When the Indianapolis Colts handled the New York Jets in the AFC Championship game, people credited their methodical comeback from 11 down. When the Saints won, people talked about how random aberrations kept giving them a fighting chance. Not too different from the mysterious forces that brought the Saints back to New Orleans after Hurricane Katrina forced them to make a temporary home in San Antonio. These same forces conspired to get Drew Brees in a Saints uniform, after he was close to signing for Miami.

During the game, New Orleans kept being gifted the ball. Sometimes the Saints made a great play on the ball, like forcing the fumble from Bernard Berrian. Sometimes it was something more inconceivable, like when Favre and Peterson couldn’t make a handoff near the end of the second quarter, and the Vikings lost the chance at a halftime lead.

The Saints enter the Super Bowl with all these intangibles on their side.

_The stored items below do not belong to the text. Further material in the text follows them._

//! Traversal ordering.
//!
//! Given the unordered algebraic expressions of one pattern, pick the
//! evaluation order (and transposes) that maximises selectivity at the
//! entry point: each expression's source must be resolved by an earlier
//! expression, and higher-scored expressions go first.
//!
//! Scoring runs in three phases, each dominating the previous by adding
//! the running maximum: labels, then filters, then bound variables.

use crate::algebra::{AlgebraicExpression, QueryGraph};
use std::collections::{HashMap, HashSet};
use tracing::debug;

/// Distilled filter-tree analysis handed over by the host.
///
/// `filtered` counts aliases mentioned in any predicate; `independent`
/// counts aliases that are the single entity of a predicate (`n.v = 1`
/// makes `n` independent, `n.v = m.v` makes neither).
#[derive(Debug, Clone, Default)]
pub struct FilterSummary {
    filtered: HashMap<String, u64>,
    independent: HashMap<String, u64>,
}

impl FilterSummary {
    pub fn new() -> Self {
        FilterSummary::default()
    }

    /// Record an alias mentioned by a predicate.
    pub fn add_filtered(&mut self, alias: &str) {
        *self.filtered.entry(alias.to_string()).or_insert(0) += 1;
    }

    /// Record an independent occurrence of an alias.
    pub fn add_independent(&mut self, alias: &str) {
        self.add_filtered(alias);
        *self.independent.entry(alias.to_string()).or_insert(0) += 1;
    }

    pub fn is_filtered(&self, alias: &str) -> bool {
        self.filtered.contains_key(alias)
    }

    pub fn independent_count(&self, alias: &str) -> u64 {
        self.independent.get(alias).copied().unwrap_or(0)
    }
}

fn is_var_len(exp: &AlgebraicExpression, qg: &QueryGraph) -> bool {
    exp.edge().is_some_and(|e| qg.is_var_len(e))
}

/// Phase 1: source label count plus destination label count; zero for
/// variable-length expressions, which are flanked by dedicated label
/// expressions.
pub fn labels_score(exp: &AlgebraicExpression, qg: &QueryGraph) -> i64 {
    if is_var_len(exp, qg) {
        return 0;
    }
    (qg.label_count(exp.source()) + qg.label_count(exp.destination())) as i64
}

/// Phase 2: filter presence and independent-occurrence counts on the
/// endpoints, plus a smaller bump for a filtered edge (filtering an edge
/// still requires traversing the expression).
pub fn filter_score(
    exp: &AlgebraicExpression,
    qg: &QueryGraph,
    filters: &FilterSummary,
) -> i64 {
    let mut score = 0;
    let src = exp.source();
    let dest = exp.destination();

    if !is_var_len(exp, qg) {
        if filters.is_filtered(src) {
            score += 2;
            score += 2 * filters.independent_count(src) as i64;
        }
        if dest != src && filters.is_filtered(dest) {
            score += 2;
            score += 2 * filters.independent_count(dest) as i64;
        }
    }

    if let Some(edge) = exp.edge() {
        if filters.is_filtered(edge) {
            score += 1;
        }
    }

    score
}

/// Phase 3: one point per bound endpoint.
pub fn bound_score(exp: &AlgebraicExpression, bound_vars: &HashSet<String>) -> i64 {
    let src = exp.source();
    let dest = exp.destination();
    let mut score = i64::from(bound_vars.contains(src));
    if dest != src {
        score += i64::from(bound_vars.contains(dest));
    }
    score
}

/// Flat score of a stand-alone expression, used to compare the two
/// virtual entry points of the winning expression.
pub fn score_expression(
    exp: &AlgebraicExpression,
    qg: &QueryGraph,
    filters: Option<&FilterSummary>,
    bound_vars: Option<&HashSet<String>>,
) -> i64 {
    let mut score = labels_score(exp, qg);
    if let Some(f) = filters {
        score += filter_score(exp, qg, f);
    }
    if let Some(b) = bound_vars {
        score += bound_score(exp, b);
    }
    score
}

/// Score every expression with the three-phase lexicographic scheme;
/// each phase adds the running maximum of the previous phases so later
/// phases dominate earlier ones.
pub fn score_expressions(
    exps: &[AlgebraicExpression],
    qg: &QueryGraph,
    filters: Option<&FilterSummary>,
    bound_vars: Option<&HashSet<String>>,
) -> Vec<i64> {
    let n = exps.len();
    let mut scores = vec![0; n];
    let mut max = 0;

    // phase 1: labels
    for (i, exp) in exps.iter().enumerate() {
        scores[i] = labels_score(exp, qg);
        max = max.max(scores[i]);
    }
    let mut currmax = max;

    // phase 2: filters
    if let Some(f) = filters {
        for (i, exp) in exps.iter().enumerate() {
            let mut score = filter_score(exp, qg, f);
            if score > 0 {
                if is_var_len(exp, qg) {
                    // a filtered variable-length traversal ranks between
                    // its flanking plain expressions
                    score = currmax / 2;
                } else {
                    score += currmax;
                }
                scores[i] += score;
                max = max.max(scores[i]);
            }
        }
        currmax = max;
    }

    // phase 3: bound variables
    if let Some(b) = bound_vars {
        for (i, exp) in exps.iter().enumerate() {
            let score = bound_score(exp, b);
            if score > 0 {
                scores[i] += score + currmax;
            }
        }
    }

    scores
}

/// Expression indices whose source or destination touches an already
/// placed expression, excluding placed ones; returned in ascending score
/// order so `pop` yields the best candidate.
fn valid_expressions(
    exps: &[AlgebraicExpression],
    order: &[(i64, usize)], // ascending by score
    placed: &[usize],
) -> Vec<usize> {
    let mut options = Vec::new();
    for &(_, i) in order {
        if placed.contains(&i) {
            continue;
        }

        if placed.is_empty() {
            options.push(i);
            continue;
        }

        let src = exps[i].source();
        let dest = exps[i].destination();
        let connected = placed.iter().any(|&j| {
            let used_src = exps[j].source();
            let used_dest = exps[j].destination();
            src == used_src || src == used_dest || dest == used_src || dest == used_dest
        });
        if connected {
            options.push(i);
        }
    }
    options
}

/// Backtracking arrangement search: place the highest-scored valid
/// candidate at each position, requiring every remaining expression to
/// stay reachable, and backtrack when the chain dead-ends.
fn arrange(
    exps: &[AlgebraicExpression],
    order: &[(i64, usize)],
    placed: &mut Vec<usize>,
    mut options: Vec<usize>,
) -> bool {
    let n = exps.len();
    if placed.len() == n {
        return true;
    }

    while let Some(candidate) = options.pop() {
        placed.push(candidate);

        let follows = valid_expressions(exps, order, placed);
        // every unplaced expression must remain a candidate, otherwise
        // this prefix cannot complete
        if follows.len() == n - placed.len() && arrange(exps, order, placed, follows) {
            return true;
        }

        placed.pop();
    }
    false
}

/// Transpose out-of-order expressions so every expression's source is
/// resolved by an earlier one.
fn resolve_winning_sequence(exps: &mut [AlgebraicExpression]) {
    for i in 1..exps.len() {
        let src = exps[i].source().to_string();
        let resolved = exps[..i]
            .iter()
            .any(|prev| prev.source() == src || prev.destination() == src);
        if !resolved {
            exps[i].transpose();
        }
    }
}

/// Decide whether the opening expression should be entered from its
/// destination instead of its source.
fn should_transpose_entry_point(
    exp: &AlgebraicExpression,
    qg: &QueryGraph,
    filters: Option<&FilterSummary>,
    bound_vars: Option<&HashSet<String>>,
) -> bool {
    let src = exp.source();
    let dest = exp.destination();

    // consider source and destination as stand-alone expressions
    let src_exp = AlgebraicExpression::new_operand(false, src, src, None, None);
    let dest_exp = AlgebraicExpression::new_operand(false, dest, dest, None, None);

    let src_score = score_expression(&src_exp, qg, filters, bound_vars);
    let dest_score = score_expression(&dest_exp, qg, filters, bound_vars);
    dest_score > src_score
}

/// Order a pattern's expressions for evaluation, transposing where the
/// winning arrangement requires it. `exps` is reordered in place.
pub fn order_expressions(
    qg: &QueryGraph,
    exps: &mut Vec<AlgebraicExpression>,
    filters: Option<&FilterSummary>,
    bound_vars: Option<&HashSet<String>>,
) {
    if exps.is_empty() {
        return;
    }

    let scores = score_expressions(exps, qg, filters, bound_vars);

    // ascending score order; pop() returns the best remaining
    let mut order: Vec<(i64, usize)> = scores.iter().copied().zip(0..exps.len()).collect();
    order.sort_unstable();

    let mut placed = Vec::with_capacity(exps.len());
    let options = valid_expressions(exps, &order, &placed);
    let ok = arrange(exps, &order, &mut placed, options);
    debug_assert!(ok, "no valid arrangement found");
    if !ok {
        return;
    }

    // reorder in place following the winning arrangement
    let mut arranged: Vec<Option<AlgebraicExpression>> = exps.drain(..).map(Some).collect();
    for &i in &placed {
        if let Some(exp) = arranged[i].take() {
            exps.push(exp);
        }
    }

    resolve_winning_sequence(exps);

    if should_transpose_entry_point(&exps[0], qg, filters, bound_vars) {
        debug!("transposing traversal entry point");
        exps[0].transpose();
    }
}

#[cfg(test)]
mod tests {
    use super::*;

    fn expr(src: &str, dest: &str, edge: &str) -> AlgebraicExpression {
        AlgebraicExpression::new_operand(false, src, dest, Some(edge), Some("R"))
    }

    fn pattern() -> (QueryGraph, Vec<AlgebraicExpression>) {
        // (a)-[e1]->(b)-[e2]->(c)
        let mut qg = QueryGraph::new();
        qg.add_node("a", &[]);
        qg.add_node("b", &[]);
        qg.add_node("c", &[]);
        qg.add_edge("e1", "a", "b", &["R"]);
        qg.add_edge("e2", "b", "c", &["R"]);
        (qg, vec![expr("b", "c", "e2"), expr("a", "b", "e1")])
    }

    #[test]
    fn test_filtered_source_goes_first() {
        let (qg, mut exps) = pattern();
        let mut filters = FilterSummary::new();
        filters.add_independent("a");

        order_expressions(&qg, &mut exps, Some(&filters), None);
        assert_eq!(exps[0].source(), "a");
        assert_eq!(exps[1].source(), "b");
    }

    #[test]
    fn test_bound_variable_dominates_filters() {
        let (qg, mut exps) = pattern();
        let mut filters = FilterSummary::new();
        filters.add_independent("a");
        let bound: HashSet<String> = ["c".to_string()].into();

        order_expressions(&qg, &mut exps, Some(&filters), Some(&bound));
        // entered from the bound end; e2 runs first, transposed so its
        // source is the resolved alias
        assert_eq!(exps[0].edge(), Some("e2"));
        assert_eq!(exps[0].source(), "c");
    }

    #[test]
    fn test_out_of_order_expression_is_transposed() {
        let mut qg = QueryGraph::new();
        qg.add_node("a", &["A", "A2"]);
        qg.add_node("b", &[]);
        qg.add_node("c", &[]);
        qg.add_edge("e1", "a", "b", &["R"]);
        qg.add_edge("e2", "c", "b", &["R"]);
        // both expressions point into b; whichever runs second must be
        // transposed so its source (b) is resolved
        let mut exps = vec![expr("a", "b", "e1"), expr("c", "b", "e2")];

        order_expressions(&qg, &mut exps, None, None);
        assert_eq!(exps[0].source(), "a");
        assert_eq!(exps[1].source(), "b");
        assert!(exps[1].transposed());
    }

    #[test]
    fn test_entry_point_label_tiebreak() {
        let mut qg = QueryGraph::new();
        qg.add_node("a", &[]);
        qg.add_node("b", &["B", "B2"]);
        qg.add_edge("e1", "a", "b", &["R"]);
        let mut exps = vec![expr("a", "b", "e1")];

        // destination carries more labels: enter from it
        order_expressions(&qg, &mut exps, None, None);
        assert!(exps[0].transposed());
        assert_eq!(exps[0].source(), "b");
    }

    #[test]
    fn test_var_len_scores_between_neighbors() {
        let mut qg = QueryGraph::new();
        qg.add_node("a", &["A"]);
        qg.add_node("b", &["B"]);
        qg.add_var_len_edge("e", "a", "b", &["R"], 1, 4);
        let exps = vec![
            AlgebraicExpression::new_operand(true, "a", "a", None, Some("A")),
            expr("a", "b", "e"),
            AlgebraicExpression::new_operand(true, "b", "b", None, Some("B")),
        ];
        let mut filters = FilterSummary::new();
        filters.add_independent("e");

        let scores = score_expressions(&exps, &qg, Some(&filters), None);
        assert!(scores[1] < scores[0].max(scores[2]));
    }
}
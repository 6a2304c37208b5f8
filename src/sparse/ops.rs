//! Semirings and binary operators as first-class values, plus the
//! whole-matrix operations built on them.
//!
//! The graph core uses a small fixed set: boolean OR-AND for structural
//! products, ANY-PAIR when only the pattern matters, and SECOND to let
//! pending additions overwrite base entries during a flush.

use crate::sparse::matrix::{Element, SparseMatrix};

/// Binary combiner `C = f(A, B)`.
#[derive(Clone, Copy)]
pub struct BinaryOp<A, B, C> {
    pub f: fn(A, B) -> C,
}

/// Semiring: `add` folds partial products, `mul` combines paired entries.
#[derive(Clone, Copy)]
pub struct Semiring<A, B, C> {
    pub add: fn(C, C) -> C,
    pub mul: fn(A, B) -> C,
}

/// Boolean OR-AND semiring
pub const BOOL_OR_AND: Semiring<bool, bool, bool> = Semiring {
    add: |a, b| a || b,
    mul: |a, b| a && b,
};

/// uint64 PLUS-TIMES semiring
pub const U64_PLUS_TIMES: Semiring<u64, u64, u64> = Semiring {
    add: u64::wrapping_add,
    mul: u64::wrapping_mul,
};

/// ANY-PAIR over bool: structural product, value is the pattern bit
pub const ANY_PAIR_BOOL: Semiring<bool, bool, bool> = Semiring {
    add: |a, _| a,
    mul: |_, _| true,
};

/// ANY-PAIR over uint64
pub const ANY_PAIR_U64: Semiring<u64, u64, u64> = Semiring {
    add: |a, _| a,
    mul: |_, _| 1,
};

/// SECOND over bool: the right-hand entry wins
pub const SECOND_BOOL: BinaryOp<bool, bool, bool> = BinaryOp { f: |_, b| b };

/// SECOND over uint64
pub const SECOND_U64: BinaryOp<u64, u64, u64> = BinaryOp { f: |_, b| b };

/// `C = A · B` over the given semiring. `C` is cleared first; its
/// dimensions must be `A.nrows x B.ncols`.
pub fn mxm<A: Element, B: Element, C: Element>(
    c: &mut SparseMatrix<C>,
    semiring: Semiring<A, B, C>,
    a: &SparseMatrix<A>,
    b: &SparseMatrix<B>,
) {
    debug_assert_eq!(a.ncols(), b.nrows());
    debug_assert_eq!(c.nrows(), a.nrows());
    debug_assert_eq!(c.ncols(), b.ncols());

    c.clear();
    for (&i, a_row) in a.rows() {
        for (&k, &av) in a_row {
            for (j, bv) in b.row_iter(k) {
                let prod = (semiring.mul)(av, bv);
                // fold into C[i,j]
                let _ = c.set_with(i, j, prod, semiring.add);
            }
        }
    }
}

/// `C = A (+) B` element-wise union with `op` deciding collisions.
pub fn ewise_add<T: Element>(
    c: &mut SparseMatrix<T>,
    op: BinaryOp<T, T, T>,
    a: &SparseMatrix<T>,
    b: &SparseMatrix<T>,
) {
    debug_assert_eq!(a.nrows(), b.nrows());
    debug_assert_eq!(a.ncols(), b.ncols());

    c.clear();
    c.resize(a.nrows(), a.ncols());
    c.union_with(a, op.f);
    c.union_with(b, op.f);
}

/// Structural difference of patterns: cells of `a` absent from `mask`.
pub fn pattern_minus<A: Element, M: Element>(
    a: &SparseMatrix<A>,
    mask: &SparseMatrix<M>,
) -> SparseMatrix<A> {
    let mut out = a.clone();
    out.erase_masked(mask);
    out
}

The story seems as if it’s written: This game — the last chapter in a 2009 season — will be titled something catchy like “When the Saints Came Marching in” or “All Saints’ Day” by the witty NFL Films narrators.

Maybe a storyline backed by chance and karma doesn’t seem to measure up to things like a superior defense or a more confident quarterback on the field — upper hands with which the Colts will enter Super Bowl XLIV on Feb. 7.

Sometimes chemistry matters, as was showcased when the New England Patriots pulled off their now-famed Super Bowl upset against the more polished and potent St. Louis Rams. Sometimes it’s about a transcendent leader who rallies everyone around him — as was the case when John Elway led the Broncos to a win in Super Bowl XXXII. Other times, the game simply goes to the better team. That’s what happened when the Patriots won their last two championships, and when Elway and Co. won their second of two titles against the Falcons.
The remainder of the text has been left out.